O pensamento foi relativamente simples: “Ao olharmos para para os neurónios, que são as primeiras células afetadas, vamos perceber vários fatores importantes que nos permitem ver onde é que temos de tratar”. Foi com esta ideia que, há cerca de seis anos, o laboratório de Cláudia Almeida começou este projeto. Contudo, a investigadora confessa que as conclusões a que agora chegaram nem eram vistas como uma possibilidade do trabalho que se propuseram fazer.
“A minha hipótese não era esta”, admite, referindo que, dos vários projetos de investigação que já liderou ao longo da última década, “este foi o primeiro em que conseguiu encontrar uma ligação mais direta” à vertente clínica de aplicabilidade de um possível tratamento para a doença que afeta cerca de 50 milhões de pessoas em todo o mundo. “Foi um bocadinho de sorte. Não estávamos à espera”, continua a investigadora.
A grande vantagem foi precisamente o modelo utilizado. O mais comum é fazer estas abordagens diretamente em ratinhos. Contudo, o laboratório de Cláudia Almeida decidiu recorrer a modelos celulares de neurónios de ratinho, o que dava uma “maior resolução e sensibilidade” para observar os pontos de interesse mais perto e de forma mais simples. “Permitiu-nos perceber que, se calhar, os cientistas não estavam a olhar para o sítio certo”, admite a investigadora. “O cérebro é tão denso e confuso… Quando vamos a um concerto num estádio, é mais difícil encontrar alguém que conhecemos na plateia, ao contrário de quando vamos ao café da esquina, onde só lá estão cinco pessoas. A probabilidade de ver alguma coisa aumenta quando a complexidade diminui”, compara.
O primeiro momento “Eureka” apareceu quando decidiram tentar localizar a BIN1 nas sinapses, os pontos de ligação entre os neurónios que permitem a circulação de informação e têm um papel “essencial” na formação da memória. Com recurso a dois marcadores imunofluorescentes — um anti-corpo para a BIN1 e outro para uma proteína que está presente em todas as sinapses —, uma vermelha e outra verde, descobriram que o “amarelinho” resultante da sobreposição das duas moléculas se encontrava predominantemente no corpo celular do neurónio, ou “soma”. Foi aí que entrou “o amigo Google”, que indicou que as sinapses predominantes no soma eram as inibitórias e, aí, desencadeou o próximo passo da investigação: a confirmação.
Compraram um novo anti-corpo para uma proteína que estivesse exclusivamente neste tipo de sinapses e, ao realizar a experiência novamente, verificaram que a vaga de “amarelinho” era mais conclusiva. “Mesmo assim, não queríamos acreditar”, conta Cláudia Almeida, que diz que ainda foram realizar métodos de análise quantitativa de imagem — “contámos muitas células” —, para ter a certeza de que aquilo que haviam verificado era “mesmo verdade”. A equipa concluiu que sim, tendo confirmado ainda através da informação existente na literatura, cujas únicas referências eram “quase notas de rodapé”. Mas foi assim que perceberam realmente que tinham encontrado uma possível ligação.
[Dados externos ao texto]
//! Operator settings stored next to the poll data.
//!
//! Shares a database with [`PollStore`](crate::store::PollStore); pass the
//! same path to both. Command-line flags win over stored values.

use std::collections::HashSet;
use std::sync::{Mutex, MutexGuard, PoisonError};

use anyhow::{Context, Result};
use chrono::{DateTime, Utc};
use rusqlite::{Connection, OptionalExtension};

use crate::consts::DEFAULT_BOT_NAME;
use crate::engine::EngineConfig;

pub const BOT_NAME: &str = "bot_name";
pub const SIGNATURE: &str = "signature";
/// JSON array of community ids.
pub const EXEMPT_COMMUNITIES: &str = "exempt_communities";
/// RFC 3339 timestamp.
pub const REPLY_AFTER: &str = "reply_after";

/// Persistent key-value settings.
pub struct Settings {
    conn: Mutex<Connection>,
}

impl Settings {
    /// Open or create the settings table in the given database.
    /// Use `":memory:"` for tests.
    pub fn open(path: &str) -> Result<Self> {
        let conn = Connection::open(path).context("failed to open settings database")?;
        conn.execute_batch(
            "CREATE TABLE IF NOT EXISTS settings (
                key   TEXT PRIMARY KEY,
                value TEXT NOT NULL
            )",
        )
        .context("failed to create settings table")?;
        Ok(Self {
            conn: Mutex::new(conn),
        })
    }

    fn conn(&self) -> MutexGuard<'_, Connection> {
        self.conn.lock().unwrap_or_else(PoisonError::into_inner)
    }

    pub fn get(&self, key: &str) -> Result<Option<String>> {
        self.conn()
            .query_row("SELECT value FROM settings WHERE key = ?1", [key], |row| {
                row.get(0)
            })
            .optional()
            .with_context(|| format!("failed to read setting {key}"))
    }

    /// Set a value (upsert).
    pub fn set(&self, key: &str, value: &str) -> Result<()> {
        self.conn()
            .execute(
                "INSERT INTO settings (key, value) VALUES (?1, ?2)
                 ON CONFLICT(key) DO UPDATE SET value = excluded.value",
                [key, value],
            )
            .with_context(|| format!("failed to write setting {key}"))?;
        Ok(())
    }

    pub fn exempt_communities(&self) -> Result<HashSet<String>> {
        match self.get(EXEMPT_COMMUNITIES)? {
            Some(raw) => serde_json::from_str(&raw)
                .with_context(|| format!("{EXEMPT_COMMUNITIES} is not a JSON array of strings")),
            None => Ok(HashSet::new()),
        }
    }

    /// Lift the creation limit for a community. Returns false if it was
    /// already exempt.
    pub fn add_exempt(&self, community: &str) -> Result<bool> {
        let mut exempt = self.exempt_communities()?;
        if !exempt.insert(community.to_string()) {
            return Ok(false);
        }
        let mut sorted: Vec<_> = exempt.into_iter().collect();
        sorted.sort();
        self.set(EXEMPT_COMMUNITIES, &serde_json::to_string(&sorted)?)?;
        Ok(true)
    }

    pub fn reply_after(&self) -> Result<Option<DateTime<Utc>>> {
        self.get(REPLY_AFTER)?
            .map(|raw| {
                DateTime::parse_from_rfc3339(&raw)
                    .map(|t| t.with_timezone(&Utc))
                    .with_context(|| format!("{REPLY_AFTER} is not an RFC 3339 timestamp: {raw}"))
            })
            .transpose()
    }

    /// Build the engine configuration from stored settings, with
    /// `bot_name` taking precedence when given.
    pub fn engine_config(&self, bot_name: Option<String>) -> Result<EngineConfig> {
        let bot_name = match bot_name {
            Some(name) => name,
            None => self
                .get(BOT_NAME)?
                .unwrap_or_else(|| DEFAULT_BOT_NAME.to_string()),
        };
        Ok(EngineConfig {
            bot_name,
            exempt_communities: self.exempt_communities()?,
            reply_after: self.reply_after()?,
            signature: self.get(SIGNATURE)?,
            ..EngineConfig::default()
        })
    }
}
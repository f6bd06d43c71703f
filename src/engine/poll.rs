use std::collections::{BTreeSet, HashSet};
use std::future::Future;
use std::sync::Arc;

use async_trait::async_trait;
use chrono::{DateTime, Utc};
use tokio::sync::{Mutex, broadcast};

use super::{
    CreationOutcome, Engine, IgnoreReason, MessageIgnore, Rejection, VoteOutcome, VotePass,
};
use crate::channel::{ChannelError, TextChannel};
use crate::consts::{DEFAULT_BOT_NAME, MAX_RETRY_DELAY, RETRY_LIMIT};
use crate::events::{Event, EventBus};
use crate::feed::{DirectMessage, InboundEvent, LocationRef, MessageKind};
use crate::guard::{AbuseGuard, Clock, Denial, GuardConfig};
use crate::parser;
use crate::render::PollRenderer;
use crate::store::{FailClosed, Poll, PollId, PollOption, PollStore, StoreError, Tally};
use crate::vote::VoteCollector;

pub const DUPLICATE_NOTICE: &str =
    "Sorry but I have already created a poll in response to that comment or submission.";

pub const AUTHOR_LIMIT_NOTICE: &str = "Sorry but you have already created too many polls today. \
     Come back in a day or so and try again.";

pub const COMMUNITY_LIMIT_NOTICE: &str = "Sorry but I have already created too many polls in \
     that community today. If you are a moderator of that community and you would like these \
     restrictions to be lifted, please contact my human. Otherwise try again in about a day or so.";

pub struct EngineConfig {
    /// The bot's own identity. Posts by it are ignored and votes are sent to it.
    pub bot_name: String,
    /// Communities without a creation limit.
    pub exempt_communities: HashSet<String>,
    /// Posts created before this are ignored.
    pub reply_after: Option<DateTime<Utc>>,
    /// Footer appended to everything the bot posts.
    pub signature: Option<String>,
    /// Attempts per channel call while rate limited.
    pub retry_limit: usize,
    pub guard: GuardConfig,
}

impl Default for EngineConfig {
    fn default() -> Self {
        Self {
            bot_name: DEFAULT_BOT_NAME.to_string(),
            exempt_communities: HashSet::new(),
            reply_after: None,
            signature: None,
            retry_limit: RETRY_LIMIT,
            guard: GuardConfig::default(),
        }
    }
}

/// Drives poll creation and vote tallying.
///
/// Poll creation runs end to end under one async lock that also owns the
/// abuse counters, so two workers can't both pass the duplicate check or the
/// limit check for the same request. Store access always goes through short
/// synchronous [`PollStore::lock`] sections and never spans an `.await`.
pub struct PollEngine {
    config: EngineConfig,
    store: Arc<PollStore>,
    channel: Arc<dyn TextChannel>,
    renderer: PollRenderer,
    votes: VoteCollector,
    creation: Mutex<AbuseGuard>,
    events: EventBus,
}

impl PollEngine {
    pub fn new(
        config: EngineConfig,
        store: Arc<PollStore>,
        channel: Arc<dyn TextChannel>,
        clock: Arc<dyn Clock>,
    ) -> Self {
        Self {
            renderer: PollRenderer::new(config.bot_name.clone()),
            votes: VoteCollector::new(Arc::clone(&store)),
            creation: Mutex::new(AbuseGuard::new(config.guard, clock)),
            events: EventBus::default(),
            config,
            store,
            channel,
        }
    }

    pub fn subscribe(&self) -> broadcast::Receiver<Event> {
        self.events.subscribe()
    }

    /// Handle one inbox message. Records at most one vote; does not touch
    /// the channel.
    pub fn handle_message(&self, message: &DirectMessage) -> VoteOutcome {
        if message.kind != MessageKind::Private {
            tracing::debug!(message = %message.id, "ignoring non-private message");
            return VoteOutcome::Ignored(MessageIgnore::NotPrivate);
        }
        let Some(voter) = message.author_id.as_deref() else {
            tracing::debug!(message = %message.id, "ignoring message with no author");
            return VoteOutcome::Ignored(MessageIgnore::NoAuthor);
        };

        let Some(poll_id) = parse_subject(&message.subject) else {
            tracing::info!(subject = %message.subject, "cannot parse vote subject");
            return VoteOutcome::Ignored(MessageIgnore::BadSubject);
        };
        let Some(letter) = parse_body(&message.body) else {
            tracing::info!(poll_id, body = %message.body, "cannot parse vote body");
            return VoteOutcome::Ignored(MessageIgnore::BadBody);
        };

        match self.votes.record_vote(poll_id, voter, letter) {
            Ok(option) => {
                self.events.emit(Event::VoteRecorded {
                    poll_id,
                    voter: voter.to_string(),
                    option,
                });
                VoteOutcome::Recorded { poll_id, option }
            }
            Err(reason) => VoteOutcome::Rejected { poll_id, reason },
        }
    }

    /// Re-render a poll from stored state and edit it in place.
    /// Returns whether the edit went through.
    pub async fn refresh_poll(&self, poll_id: PollId) -> bool {
        let Some((poll, options, tally)) = self.snapshot(poll_id) else {
            return false;
        };
        let Some(location_id) = poll.rendered_location_id.as_deref() else {
            tracing::warn!(poll_id, "poll was never posted, nothing to edit");
            return false;
        };

        let texts: Vec<&str> = options.iter().map(|o| o.text.as_str()).collect();
        let text = self.sign(&self.renderer.render(poll.id, &poll.title, &texts, &tally));

        let community = match self
            .with_retry("look up community", || self.channel.community_of(location_id))
            .await
        {
            Ok(Some(community)) => community,
            Ok(None) => {
                tracing::warn!(poll_id, location = location_id, "poll location has vanished");
                return false;
            }
            Err(e) => {
                tracing::error!(error = %e, poll_id, "failed to look up poll community");
                return false;
            }
        };

        let banned = self.store.lock().is_banned(&community).assume_present("ban");
        if banned {
            tracing::warn!(poll_id, %community, "not editing poll in banned community");
            return false;
        }

        match self
            .with_retry("edit poll", || self.channel.edit_reply(location_id, &text))
            .await
        {
            Ok(()) => {
                tracing::info!(poll_id, total = tally.values().sum::<u32>(), "poll updated");
                self.events.emit(Event::PollEdited { poll_id });
                true
            }
            Err(ChannelError::Denied(reason)) => {
                self.ban(&community, &reason);
                false
            }
            Err(e) => {
                tracing::error!(error = %e, poll_id, "failed to edit poll");
                false
            }
        }
    }

    /// Poll, options and tally read under a single lock.
    fn snapshot(&self, poll_id: PollId) -> Option<(Poll, Vec<PollOption>, Tally)> {
        let db = self.store.lock();
        let read = || -> Result<Option<(Poll, Vec<PollOption>, Tally)>, StoreError> {
            let Some(poll) = db.get_poll(poll_id)? else {
                return Ok(None);
            };
            Ok(Some((poll, db.get_options(poll_id)?, db.get_votes(poll_id)?)))
        };
        match read() {
            Ok(Some(snapshot)) => Some(snapshot),
            Ok(None) => {
                tracing::warn!(poll_id, "no such poll");
                None
            }
            Err(e) => {
                tracing::error!(error = %e, poll_id, "failed to read poll");
                None
            }
        }
    }

    /// Run a channel call, sleeping through rate limits up to the retry limit.
    async fn with_retry<T, F, Fut>(&self, action: &str, mut call: F) -> Result<T, ChannelError>
    where
        F: FnMut() -> Fut,
        Fut: Future<Output = Result<T, ChannelError>>,
    {
        let mut attempt = 1;
        loop {
            let result = call().await;
            let retry_after = result.as_ref().err().and_then(ChannelError::retry_after);
            match retry_after {
                Some(delay) if attempt < self.config.retry_limit => {
                    let delay = delay.min(MAX_RETRY_DELAY);
                    tracing::warn!(action, attempt, ?delay, "rate limited, backing off");
                    tokio::time::sleep(delay).await;
                    attempt += 1;
                }
                _ => return result,
            }
        }
    }

    /// Post a signed reply, recording a ban if the channel refuses us.
    async fn post(&self, parent: &LocationRef, text: &str) -> Result<String, ChannelError> {
        let text = self.sign(text);
        let result = self
            .with_retry("post reply", || self.channel.create_reply(parent, &text))
            .await;
        if let Err(ChannelError::Denied(reason)) = &result {
            self.ban(&parent.community_id, reason);
        }
        result
    }

    /// Tell the requester why nothing happened.
    async fn notify(&self, event: &InboundEvent, notice: &str) {
        if let Err(e) = self.post(&event.location, notice).await {
            tracing::error!(error = %e, location = %event.location.id, "failed to post notice");
        }
        self.mark_replied(event);
    }

    fn mark_replied(&self, event: &InboundEvent) {
        if let Err(e) = self.store.lock().mark_replied(&event.location.id) {
            tracing::error!(
                error = %e,
                location = %event.location.id,
                "failed to record reply marker"
            );
        }
    }

    fn ban(&self, community: &str, reason: &str) {
        tracing::warn!(community, reason, "adding ban");
        if let Err(e) = self.store.lock().add_ban(community) {
            tracing::error!(error = %e, community, "failed to record ban");
        }
        self.events.emit(Event::CommunityBanned {
            community: community.to_string(),
        });
    }

    fn sign(&self, text: &str) -> String {
        match &self.config.signature {
            Some(signature) => format!("{text}\n\n----\n{signature}"),
            None => text.to_string(),
        }
    }
}
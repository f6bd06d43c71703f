pub mod channel;
pub mod config;
pub mod consts;
pub mod engine;
pub mod events;
pub mod feed;
pub mod guard;
pub mod parser;
pub mod render;
pub mod store;
pub mod vote;
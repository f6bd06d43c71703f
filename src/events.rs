//! Broadcast of engine activity.
//!
//! The engine emits via [`EventBus::emit`]; observers (the binary's logger,
//! tests) subscribe via [`EventBus::subscribe`]. Built on
//! [`tokio::sync::broadcast`] so multiple listeners can react independently.

use tokio::sync::broadcast;

use crate::store::PollId;

/// Things the engine did.
#[derive(Debug, Clone, PartialEq, Eq)]
pub enum Event {
    /// A poll was stored and its first render posted.
    PollCreated { poll_id: PollId, location_id: String },
    VoteRecorded {
        poll_id: PollId,
        voter: String,
        option: usize,
    },
    /// The rendered tally of a poll was edited in place.
    PollEdited { poll_id: PollId },
    /// The channel refused us in a community; no further edits go there.
    CommunityBanned { community: String },
}

/// A broadcast channel that any component can emit to or subscribe from.
#[derive(Debug)]
pub struct EventBus {
    tx: broadcast::Sender<Event>,
}

impl EventBus {
    /// Create a new event bus with the given channel capacity.
    pub fn new(capacity: usize) -> Self {
        let (tx, _) = broadcast::channel(capacity);
        Self { tx }
    }

    /// Emit an event to all current subscribers.
    /// Returns the number of receivers that will see it.
    pub fn emit(&self, event: Event) -> usize {
        self.tx.send(event).unwrap_or(0)
    }

    /// Subscribe to events. Returns a receiver that yields all
    /// future events (does not replay past ones).
    pub fn subscribe(&self) -> broadcast::Receiver<Event> {
        self.tx.subscribe()
    }
}

impl Default for EventBus {
    fn default() -> Self {
        Self::new(64)
    }
}
//! Rolling per-author and per-community poll creation limits.
//!
//! Counters live in memory only and reset on restart. The guard is not
//! internally synchronised: the engine owns it behind the same lock that
//! serialises poll creation, so the count check and the increment can't
//! interleave across workers.

pub mod clock;

pub use clock::{Clock, ManualClock, SystemClock};

use std::collections::{HashMap, HashSet};
use std::fmt;
use std::sync::Arc;

use chrono::{DateTime, Duration, Utc};

use crate::consts::{CREATION_LIMIT, RESET_WINDOW_HOURS};

/// Creations counted for one key inside the current window.
#[derive(Debug, Clone, Copy, PartialEq, Eq)]
pub struct CreationCounter {
    pub window_start: DateTime<Utc>,
    pub count: u32,
}

/// Why a creation was refused.
#[derive(Debug, Clone, Copy, PartialEq, Eq)]
pub enum Denial {
    AuthorLimit,
    CommunityLimit,
}

impl fmt::Display for Denial {
    fn fmt(&self, f: &mut fmt::Formatter<'_>) -> fmt::Result {
        match self {
            Denial::AuthorLimit => f.write_str("author creation limit reached"),
            Denial::CommunityLimit => f.write_str("community creation limit reached"),
        }
    }
}

#[derive(Debug, Clone, Copy)]
pub struct GuardConfig {
    /// Denial happens once the count is strictly greater than this.
    pub limit: u32,
    pub reset_window: Duration,
}

impl Default for GuardConfig {
    fn default() -> Self {
        Self {
            limit: CREATION_LIMIT,
            reset_window: Duration::hours(RESET_WINDOW_HOURS),
        }
    }
}

pub struct AbuseGuard {
    config: GuardConfig,
    clock: Arc<dyn Clock>,
    by_author: HashMap<String, CreationCounter>,
    by_community: HashMap<String, CreationCounter>,
}

impl AbuseGuard {
    pub fn new(config: GuardConfig, clock: Arc<dyn Clock>) -> Self {
        Self {
            config,
            clock,
            by_author: HashMap::new(),
            by_community: HashMap::new(),
        }
    }

    /// Check both counters and, if allowed, count the creation.
    ///
    /// The community counter is neither checked nor bumped for exempt
    /// communities. On success every touched counter has its window start
    /// moved to now, so steady activity keeps extending the window.
    pub fn authorize(
        &mut self,
        author: &str,
        community: &str,
        exempt: &HashSet<String>,
    ) -> Result<(), Denial> {
        let now = self.clock.now();
        let check_community = !exempt.contains(community);

        if !Self::admit(&mut self.by_author, author, now, &self.config) {
            tracing::info!(author, "poll creation denied: author limit");
            return Err(Denial::AuthorLimit);
        }
        if check_community && !Self::admit(&mut self.by_community, community, now, &self.config) {
            tracing::info!(community, "poll creation denied: community limit");
            return Err(Denial::CommunityLimit);
        }

        Self::bump(&mut self.by_author, author, now);
        if check_community {
            Self::bump(&mut self.by_community, community, now);
        }
        Ok(())
    }

    pub fn author_counter(&self, author: &str) -> Option<CreationCounter> {
        self.by_author.get(author).copied()
    }

    pub fn community_counter(&self, community: &str) -> Option<CreationCounter> {
        self.by_community.get(community).copied()
    }

    fn admit(
        counters: &mut HashMap<String, CreationCounter>,
        key: &str,
        now: DateTime<Utc>,
        config: &GuardConfig,
    ) -> bool {
        let counter = counters
            .entry(key.to_string())
            .or_insert(CreationCounter {
                window_start: now,
                count: 0,
            });
        if now - counter.window_start > config.reset_window {
            counter.window_start = now;
            counter.count = 0;
        }
        counter.count <= config.limit
    }

    fn bump(counters: &mut HashMap<String, CreationCounter>, key: &str, now: DateTime<Utc>) {
        if let Some(counter) = counters.get_mut(key) {
            counter.count += 1;
            counter.window_start = now;
        }
    }
}
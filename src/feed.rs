//! Items delivered to the engine by the listener and the inbox.

use chrono::{DateTime, Utc};
use serde::{Deserialize, Serialize};

/// Whether a location is a top-level post or a reply inside one.
#[derive(Debug, Clone, Copy, PartialEq, Eq, Hash, Serialize, Deserialize)]
#[serde(rename_all = "lowercase")]
pub enum LocationKind {
    Post,
    Reply,
}

/// A place text can be posted to or read from.
#[derive(Debug, Clone, PartialEq, Eq, Serialize, Deserialize)]
pub struct LocationRef {
    /// Channel-wide identifier of the location.
    pub id: String,
    pub community_id: String,
    pub permalink: String,
    pub kind: LocationKind,
}

/// A post or reply observed by the listener.
#[derive(Debug, Clone, Serialize, Deserialize)]
pub struct InboundEvent {
    pub id: String,
    pub author_id: String,
    pub created_at: DateTime<Utc>,
    pub raw_text: String,
    pub location: LocationRef,
}

#[derive(Debug, Clone, Copy, PartialEq, Eq, Serialize, Deserialize)]
#[serde(rename_all = "lowercase")]
pub enum MessageKind {
    /// A private message addressed to the bot.
    Private,
    /// Anything else landing in the inbox (reply notifications, mentions).
    Other,
}

/// An unread inbox item. Votes arrive this way.
#[derive(Debug, Clone, Serialize, Deserialize)]
pub struct DirectMessage {
    pub id: String,
    pub kind: MessageKind,
    /// `None` when the sender account was deleted.
    pub author_id: Option<String>,
    pub subject: String,
    pub body: String,
}

/// One line of the JSON-lines feed consumed by the binary.
#[derive(Debug, Clone, Serialize, Deserialize)]
#[serde(tag = "type", rename_all = "lowercase")]
pub enum FeedItem {
    Post(InboundEvent),
    Message(DirectMessage),
}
Estabelecida a relação entre a ausência de expressão da proteína BIN1 e a diminuição de sinapses inibitórias — e o consequente aumento de atividade neuronal — foi preciso entender que outros efeitos poderia ter esta proteína nos neurónios. Com recurso a técnicas laboratoriais “state of the art”, descobriram que, quando as sinapses inibitórias estavam subrepresentadas por ação direta da falta de BIN1, a atividade das sinapses excitatórias — o outro tipo de sinapse — aumentava. “Pareciam quase estrelas cadentes, se bem que não se mexem, mas era como fogo de artifício no pratinho de cultura”, relata Cláudia Almeida. Os movimentos dos neurónios durante esta parte da investigação deram lugar à reação: “Isto é espetacular!”
A introdução do medicamento veio numa fase posterior. O Levetiracetam estimula a atividade dos neurónios, reduzindo a libertação de neurotransmissores e assumindo o papel de neuromodulador. Desta forma, consegue impedir a repetição de ataques epiléticos e reduzir convulsões. É um “xarope” que se dá também a crianças e existe em comprimido. A investigadora explica ao Observador que o efeito é imediato na primeira dose ingerida, mas que deve ser tomado com alguma regularidade para assegurar o efeito do fármaco.
Quando o experimentaram nos modelos celulares de que dispunham, viram o “efeito instantâneo”. “Vimos imediatamente a atividade do neurónio a regularizar”, continua Cláudia Almeida.